Today I got a discussion response to my OpenNTF projekt "FileSilo" regarding the readers and authors fields in a file collection (http://www.openntf.org/main.nsf/project.xsp?r=project/FileSilo/discussions/BDE4046AFC35F4B486257C890055DB97).
In the collection form I defined two fields as "disabled" using custom attributes. I chose the "disabled" to get a non -editable field in edit mode as those fields must not be filled by the user directly but only with the namepicker.

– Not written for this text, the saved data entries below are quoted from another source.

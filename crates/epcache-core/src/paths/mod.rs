//! Local path derivation: task destinations, episode filenames, URL basenames.

mod destination;
mod sanitize;
mod url_name;

pub use destination::{relative_to_base, resolve_destination};
pub use sanitize::sanitize_title;
pub use url_name::{extension_from_url, url_basename};

use std::path::{Path, PathBuf};

/// Extension used when the URL path carries none.
pub const DEFAULT_EXTENSION: &str = "mp4";

/// File stem for an episode: `{title}_E{nn}` (at least two digits).
pub fn episode_stem(title: &str, episode_number: u32) -> String {
    format!("{}_E{:02}", sanitize_title(title), episode_number)
}

/// Final output file for an episode downloaded from `url`.
pub fn episode_output_path(dir: &Path, title: &str, episode_number: u32, url: &str) -> PathBuf {
    let ext = extension_from_url(url).unwrap_or_else(|| DEFAULT_EXTENSION.to_string());
    dir.join(format!("{}.{}", episode_stem(title, episode_number), ext))
}

/// Output file of a merged manifest download (always mp4).
pub fn merged_output_path(dir: &Path, title: &str, episode_number: u32) -> PathBuf {
    dir.join(format!("{}.{}", episode_stem(title, episode_number), DEFAULT_EXTENSION))
}

/// Segment directory for a manifest download: `{stem}_m3u8` beside the output.
pub fn segment_dir_for(output: &Path) -> PathBuf {
    let stem = output
        .file_stem()
        .map(|s| s.to_string_lossy().into_owned())
        .unwrap_or_else(|| "episode".to_string());
    output.with_file_name(format!("{}_m3u8", stem))
}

Ingo Weidinger discovered a problem (thank you!): the disabled items are not stored in the document (for sure). I admit that I never tested that after that change (shame upon me) but: hail to the users of OpenNTF this problem was found! And now I show you a solution to somewhat "simulate" the "disabled" experience to a field in your form without getting into trouble.
The "ingredients" are:
-
jQuery
-
CSS
-
some knowledge of using CSS classes
If you are using Bootstrap (in this case I do for this application) you are already using jQuery for sure. So you can achieve the disired behavior of a disabled field not to be focused by adding this to your Javascript (e.g. in the document.ready function):
$(document).ready(function(){
$(".disabled").focus(function(){
$(this).blur();
})
})
I assume the "disabled" field to have the CSS class "disabled" applied:
<xp:inputText value="#{document1.fileReaders}" id="fileReaders1"
multipleSeparator="," multipleTrim="true" styleClass="form-control disabled">
</xp:inputText>
This prevents the cursor to be set into the field (even with TAB).
Now to the styling: add this to your CSS to get the native styling from Bootstrap for disabled fields:
.disabled {
background-color: #eee;
cursor: not-allowed;
}
As these tweaks are only CSS/JS-based the field will be stored in the document as it does not have the "real" disabled attribute.